Today in class we covered seasonal variation. Constant seasonal variation is good and increasing seasonal variation is bad. When you see increasing seasonal variation, you want to try and find a transform that creates constant seasonal variation.

library(faraway)
## Warning: package 'faraway' was built under R version 3.4.4
data("airpass")
attach(airpass)
plot(pass~year, type="l")

passy<-(pass)^(.1)
plot(passy~year, type="l")

In the first graph we can see that there is increasing seasonal variation. Again, this is a bad thing. So, we need to do a transformation to get the data to have constant seasonal variation. While not shown in the data above, I tried a few different transformations. The transformation above (pass^.1) is the transformation that gave the most constant seasonal variation. Essentially, to see if a variable transformation has more constant seasonal variation, you just visually inspect the graphs.

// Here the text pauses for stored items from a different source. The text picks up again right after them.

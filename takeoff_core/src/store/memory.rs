//! In-process shared store.
//!
//! Cloning a [`MemoryStore`] gives another handle onto the same backing
//! collection, the way two editors would share one backend. Every
//! successful write pushes a fresh [`CollectionSnapshot`] to the
//! subscribers of every other handle; the writing handle already holds
//! what it wrote.

use std::cell::RefCell;
use std::collections::HashMap;
use std::rc::Rc;
use std::sync::mpsc::{channel, Receiver, Sender};

use chrono::Utc;
use uuid::Uuid;

use super::LineStore;
use crate::collection::CollectionSnapshot;
use crate::errors::{EstimateError, EstimateResult};
use crate::line::LineItem;

#[derive(Default)]
struct Backend {
    lines: HashMap<Uuid, LineItem>,
    /// (owning handle, channel)
    subscribers: Vec<(u64, Sender<CollectionSnapshot>)>,
    next_handle: u64,
    /// When set, every write fails with this reason
    failure: Option<String>,
}

impl Backend {
    fn snapshot(&self) -> CollectionSnapshot {
        CollectionSnapshot::new(self.lines.values().cloned().collect())
    }

    fn check_failure(&self, operation: &str, line_id: Option<Uuid>) -> EstimateResult<()> {
        match &self.failure {
            Some(reason) => Err(EstimateError::persistence(operation, line_id, reason.clone())),
            None => Ok(()),
        }
    }

    fn allocate_handle(&mut self) -> u64 {
        self.next_handle += 1;
        self.next_handle
    }

    /// Send the current collection to every subscriber not owned by `writer`.
    fn publish(&mut self, writer: u64) {
        let snapshot = self.snapshot();
        self.subscribers
            .retain(|(handle, tx)| *handle == writer || tx.send(snapshot.clone()).is_ok());
    }
}

pub struct MemoryStore {
    backend: Rc<RefCell<Backend>>,
    handle: u64,
}

impl MemoryStore {
    pub fn new() -> Self {
        let backend = Rc::new(RefCell::new(Backend::default()));
        let handle = backend.borrow_mut().allocate_handle();
        Self { backend, handle }
    }

    /// A store pre-loaded with lines, taken as already persisted.
    pub fn with_lines(lines: Vec<LineItem>) -> Self {
        let store = Self::new();
        store.backend.borrow_mut().lines = lines.into_iter().map(|l| (l.id, l)).collect();
        store
    }

    /// Make every subsequent write fail (`Some`) or succeed again (`None`).
    pub fn set_failure(&self, reason: Option<&str>) {
        self.backend.borrow_mut().failure = reason.map(str::to_string);
    }

    pub fn len(&self) -> usize {
        self.backend.borrow().lines.len()
    }

    pub fn is_empty(&self) -> bool {
        self.len() == 0
    }
}

impl Default for MemoryStore {
    fn default() -> Self {
        Self::new()
    }
}

/// A new handle onto the same backend, with its own subscriptions.
impl Clone for MemoryStore {
    fn clone(&self) -> Self {
        let handle = self.backend.borrow_mut().allocate_handle();
        Self {
            backend: Rc::clone(&self.backend),
            handle,
        }
    }
}

impl std::fmt::Debug for MemoryStore {
    fn fmt(&self, f: &mut std::fmt::Formatter<'_>) -> std::fmt::Result {
        let backend = self.backend.borrow();
        f.debug_struct("MemoryStore")
            .field("handle", &self.handle)
            .field("lines", &backend.lines.len())
            .field("subscribers", &backend.subscribers.len())
            .finish()
    }
}

impl LineStore for MemoryStore {
    fn list(&self) -> EstimateResult<Vec<LineItem>> {
        Ok(self.backend.borrow().snapshot().into_lines())
    }

    fn fetch(&self, id: Uuid) -> EstimateResult<Option<LineItem>> {
        Ok(self.backend.borrow().lines.get(&id).cloned())
    }

    fn create(&self, line: &LineItem) -> EstimateResult<LineItem> {
        let mut backend = self.backend.borrow_mut();
        backend.check_failure("create", Some(line.id))?;
        if backend.lines.contains_key(&line.id) {
            return Err(EstimateError::persistence("create", Some(line.id), "line already exists"));
        }

        let mut stored = line.clone();
        stored.revision = 1;
        stored.updated_at = Utc::now();
        backend.lines.insert(stored.id, stored.clone());
        backend.publish(self.handle);
        Ok(stored)
    }

    fn update(&self, line: &LineItem) -> EstimateResult<LineItem> {
        let mut backend = self.backend.borrow_mut();
        backend.check_failure("update", Some(line.id))?;
        let revision = match backend.lines.get(&line.id) {
            Some(existing) => existing.revision,
            None => return Err(EstimateError::line_not_found(line.id)),
        };
        if line.revision != revision {
            return Err(EstimateError::stale_revision(line.id, line.revision, revision));
        }

        let mut stored = line.clone();
        stored.revision = revision + 1;
        stored.updated_at = Utc::now();
        backend.lines.insert(stored.id, stored.clone());
        backend.publish(self.handle);
        Ok(stored)
    }

    fn delete(&self, id: Uuid) -> EstimateResult<()> {
        let mut backend = self.backend.borrow_mut();
        backend.check_failure("delete", Some(id))?;
        if backend.lines.remove(&id).is_none() {
            return Err(EstimateError::line_not_found(id));
        }
        backend.publish(self.handle);
        Ok(())
    }

    fn subscribe(&self) -> Option<Receiver<CollectionSnapshot>> {
        let (tx, rx) = channel();
        self.backend.borrow_mut().subscribers.push((self.handle, tx));
        Some(rx)
    }
}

We also talked about modeling seasonal variation using dummy variables. This is quite a bit of code to demonstrate the dummy variable variation, so instead I will just discuss it. This is extremely similar to the dummy variables we used in the MLR setting. Basically you can use dummy variables to better model the seasonal variation in a model. You can then do t-tests to see which dummy variables are useful in predicting the seasonal variation and toss out the useless predictors.